Posts Tagged ‘immigration to the US from Guatemala’

Guatemalan migration

Tuesday, October 23rd, 2018


To understand why thousands of people have marched out of Central America and headed North, you must understand what came before. The CIA-orchestrated overthrow of Guatemala’s democratically elected President Jacobo Arbenz in 1954 led to the installation of a series of brutal dictators. Decades of violence followed in a 36-year conflict that ended in 1996. Some 200,000 civilians were killed, most of them indigenous people who lived in mountain villages.
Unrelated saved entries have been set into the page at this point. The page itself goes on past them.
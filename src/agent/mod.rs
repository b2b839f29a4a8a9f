mod orchestrator;
mod scheduler;

pub use orchestrator::Orchestrator;
pub use scheduler::{Scheduler, Trigger};
//! Timesheet ingestion.
//!
//! Reads the calculated cell values of timesheet workbooks, turns their data
//! rows into observations for [`tally_core::Totals`], and loads the rate table.
//!
//! # Sheet layout
//!
//! By default the user identity is in `A3`, project codes are in column `A`,
//! hours in column `K`, and data starts at row 7. The highest populated row is
//! treated as a totals row and skipped unless
//! [`SheetLayout::include_last_row`] is set.

mod batch;
mod cell;
mod rates;
mod scan;
mod source;
mod warning;

pub use batch::{BatchReport, IngestError, collect_inputs, ingest_batch};
pub use cell::{CellRef, CellValue, column_index, column_name};
pub use rates::{RateTableError, load_rates};
pub use scan::{FileReport, SheetLayout, ingest_file, scan_sheet};
pub use source::{CellSource, MemorySheet, SheetError, XlsxSheet};
pub use warning::Warning;
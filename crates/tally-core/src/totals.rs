//! Hour accumulation.
//!
//! [`Totals`] is the single aggregate built for a run. Every addition is exact
//! (`Decimal`), and all maps are ordered by key, so the result does not depend
//! on the order in which files or rows are recorded.

use std::collections::BTreeMap;

use rust_decimal::Decimal;
use serde::Serialize;

use crate::classify::{Classification, Classifier};
use crate::revenue::Revenue;

/// One data row from one timesheet.
#[derive(Debug, Clone, Copy, PartialEq, Eq)]
pub struct Observation<'a> {
    /// Normalized (lowercase) user identity. Empty means unattributable.
    pub user: &'a str,
    pub project_code: &'a str,
    pub hours: Decimal,
}

/// Accumulated hours for one user.
#[derive(Debug, Clone, Default, PartialEq, Eq, Serialize)]
pub struct UserTotals {
    /// Billable plus non-billable hours.
    pub all_hours: Decimal,
    pub total_billable: Decimal,
    pub total_non_billable: Decimal,
    /// Set by [`apply_revenue`](crate::apply_revenue); `None` before that.
    pub revenue: Option<Revenue>,
}

impl UserTotals {
    fn add(&mut self, other: &Self) {
        self.all_hours += other.all_hours;
        self.total_billable += other.total_billable;
        self.total_non_billable += other.total_non_billable;
    }
}

/// Company-wide sums.
#[derive(Debug, Clone, Copy, Default, PartialEq, Eq, Serialize)]
pub struct GrandTotals {
    pub total_billable: Decimal,
    pub total_non_billable: Decimal,
}

/// Per-project, per-user and grand totals for a batch.
#[derive(Debug, Clone, Default, PartialEq, Eq, Serialize)]
pub struct Totals {
    billable: BTreeMap<String, Decimal>,
    non_billable: BTreeMap<String, Decimal>,
    users: BTreeMap<String, UserTotals>,
    grand: GrandTotals,
}

impl Totals {
    pub fn new() -> Self {
        Self::default()
    }

    /// Records one observation.
    ///
    /// Returns `None` when the observation has no user and was discarded,
    /// otherwise the classification applied to it. `Unmatched` observations
    /// leave every total untouched, `all_hours` included.
    pub fn record(
        &mut self,
        classifier: &Classifier,
        observation: &Observation<'_>,
    ) -> Option<Classification> {
        if observation.user.is_empty() {
            return None;
        }

        let classification = classifier.classify(observation.project_code);
        let hours = observation.hours;
        let bucket = match classification {
            Classification::Unmatched => return Some(classification),
            Classification::Billable => &mut self.billable,
            Classification::NonBillable => &mut self.non_billable,
        };
        *bucket
            .entry(observation.project_code.to_string())
            .or_default() += hours;

        let user = self.users.entry(observation.user.to_string()).or_default();
        if classification == Classification::Billable {
            self.grand.total_billable += hours;
            user.total_billable += hours;
        } else {
            self.grand.total_non_billable += hours;
            user.total_non_billable += hours;
        }
        user.all_hours += hours;

        Some(classification)
    }

    /// Adds a partial result into this one.
    ///
    /// Revenue is derived after the final merge, so any revenue already on
    /// either side is cleared for the users touched by `other`.
    pub fn merge(&mut self, other: Self) {
        for (code, hours) in other.billable {
            *self.billable.entry(code).or_default() += hours;
        }
        for (code, hours) in other.non_billable {
            *self.non_billable.entry(code).or_default() += hours;
        }
        for (name, totals) in other.users {
            let user = self.users.entry(name).or_default();
            user.add(&totals);
            user.revenue = None;
        }
        self.grand.total_billable += other.grand.total_billable;
        self.grand.total_non_billable += other.grand.total_non_billable;
    }

    /// Hours by billable project code.
    pub const fn billable(&self) -> &BTreeMap<String, Decimal> {
        &self.billable
    }

    /// Hours by non-billable project code.
    pub const fn non_billable(&self) -> &BTreeMap<String, Decimal> {
        &self.non_billable
    }

    pub const fn users(&self) -> &BTreeMap<String, UserTotals> {
        &self.users
    }

    pub fn user(&self, name: &str) -> Option<&UserTotals> {
        self.users.get(name)
    }

    pub(crate) fn users_mut(&mut self) -> impl Iterator<Item = (&String, &mut UserTotals)> {
        self.users.iter_mut()
    }

    pub const fn grand(&self) -> &GrandTotals {
        &self.grand
    }

    /// True when nothing has been attributed.
    pub fn is_empty(&self) -> bool {
        self.users.is_empty()
    }
}
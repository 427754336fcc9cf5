//! Batch ingestion of a directory of timesheets.
//!
//! Each file is scanned on the rayon pool into its own partial [`Totals`].
//! Partials are merged serially in path order, so the merged totals and the
//! warning list are the same however the pool schedules the files.

use std::path::{Path, PathBuf};

use rayon::prelude::*;
use tally_core::{Classifier, Totals};
use thiserror::Error;

use crate::scan::{FileReport, SheetLayout, ingest_file};
use crate::warning::Warning;

/// Conditions that stop a batch before any file is read.
#[derive(Debug, Error)]
pub enum IngestError {
    #[error("failed to read source directory {path}")]
    SourceDir {
        path: PathBuf,
        #[source]
        source: std::io::Error,
    },
    #[error("no input files in {0}")]
    NoInput(PathBuf),
}

/// Result of ingesting a batch of files.
#[derive(Debug, Clone, Default, PartialEq, Eq)]
pub struct BatchReport {
    pub totals: Totals,
    pub warnings: Vec<Warning>,
    /// Files handed to the batch.
    pub files_total: usize,
    /// Files loaded and attributed to a user.
    pub files_parsed: usize,
    pub rows_read: usize,
    pub rows_unmatched: usize,
}

impl BatchReport {
    fn absorb(&mut self, report: FileReport) {
        self.totals.merge(report.totals);
        self.warnings.extend(report.warnings);
        self.files_total += 1;
        if report.parsed {
            self.files_parsed += 1;
        }
        self.rows_read += report.rows_read;
        self.rows_unmatched += report.rows_unmatched;
    }
}

/// Lists the timesheet files in `dir`, sorted by path.
///
/// Subdirectories, hidden files and office lock files (`~$name.xlsx`) are
/// ignored.
pub fn collect_inputs(dir: &Path) -> Result<Vec<PathBuf>, IngestError> {
    let dir_error = |source| IngestError::SourceDir {
        path: dir.to_path_buf(),
        source,
    };

    let mut paths = Vec::new();
    for entry in std::fs::read_dir(dir).map_err(dir_error)? {
        let entry = entry.map_err(dir_error)?;
        let path = entry.path();
        if !path.is_file() {
            continue;
        }
        let name = entry.file_name();
        let name = name.to_string_lossy();
        if name.starts_with('.') || name.starts_with("~$") {
            tracing::debug!(path = ?path, "ignoring hidden or lock file");
            continue;
        }
        paths.push(path);
    }

    if paths.is_empty() {
        return Err(IngestError::NoInput(dir.to_path_buf()));
    }
    paths.sort();
    Ok(paths)
}

/// Scans every file in parallel and merges the results.
///
/// A file that fails to load is reported and skipped; it never aborts the batch.
pub fn ingest_batch(paths: &[PathBuf], layout: &SheetLayout, classifier: &Classifier) -> BatchReport {
    let reports: Vec<FileReport> = paths
        .par_iter()
        .map(|path| ingest_file(path, layout, classifier))
        .collect();

    let mut batch = BatchReport::default();
    for report in reports {
        batch.absorb(report);
    }

    tracing::info!(
        files = batch.files_total,
        parsed = batch.files_parsed,
        rows = batch.rows_read,
        unmatched = batch.rows_unmatched,
        warnings = batch.warnings.len(),
        "batch ingested"
    );
    batch
}
//! Timesheet tally CLI library.
//!
//! This crate provides the command-line interface: argument parsing,
//! layered configuration and the report renderers.

mod cli;
pub mod commands;
mod config;

pub use cli::{Cli, Commands, OutputFormat};
pub use config::Config;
A tradition of violence, repression, and discrimination continues in Guatemala today.

If you have any connection to this beautiful, complicated country, please read at least the first several paragraphs of this excellent summary by Billy Perigo, written in 2016.


Families left behind through migration

Thursday, October 3rd, 2013

To me, the most interesting question around the subject of immigration to the US from Guatemala is “What happens to the women and children left behind?” Because mostly women and children are the ones left behind, as their husbands, fathers, sons, and boyfriends make the perilous journey through Mexico and over the border to the US. There’s no question why they risk their lives to do so: for work, to support their families, and to fulfill the belief they will find more opportunity.

In Guatemala: The Deported Return, written by James Rodriguez in the October 2 edition of Upside Down World, I learned these 2013 statistics:

Some 1.5 million Guatemalan nationals currently live in the US without documentation. (Guatemala’s total population is estimated around 14 million)

$ 5.2 billion was sent from the US to Guatemala in remittance money, representing 1/10 of the Gross Domestic Product

In the first eight months of 2013, 33,783 Guatemalans were deported from the US and returned to Guatemala. That number comprises:

31,051 men; 2,475 women; and 257 minors under the age of 18.

In California, I’ve met many Central American nationals who have left family behind, some starting new families here. As an adoptive parent, I’ve heard of several cases where a birth father (and, rarely, a birth mother) has left Guatemala and now lives in the US. In every conversation, I wonder “What does that feel like? Was the move worthwhile? Will you ever go back?” One great book on the subject of migration is the Pulitzer Prize-winning Enrique’s Journey, written by Sonia Nazario, about a boy from Honduras who travels to North Carolina to find his mother, who moved there to work.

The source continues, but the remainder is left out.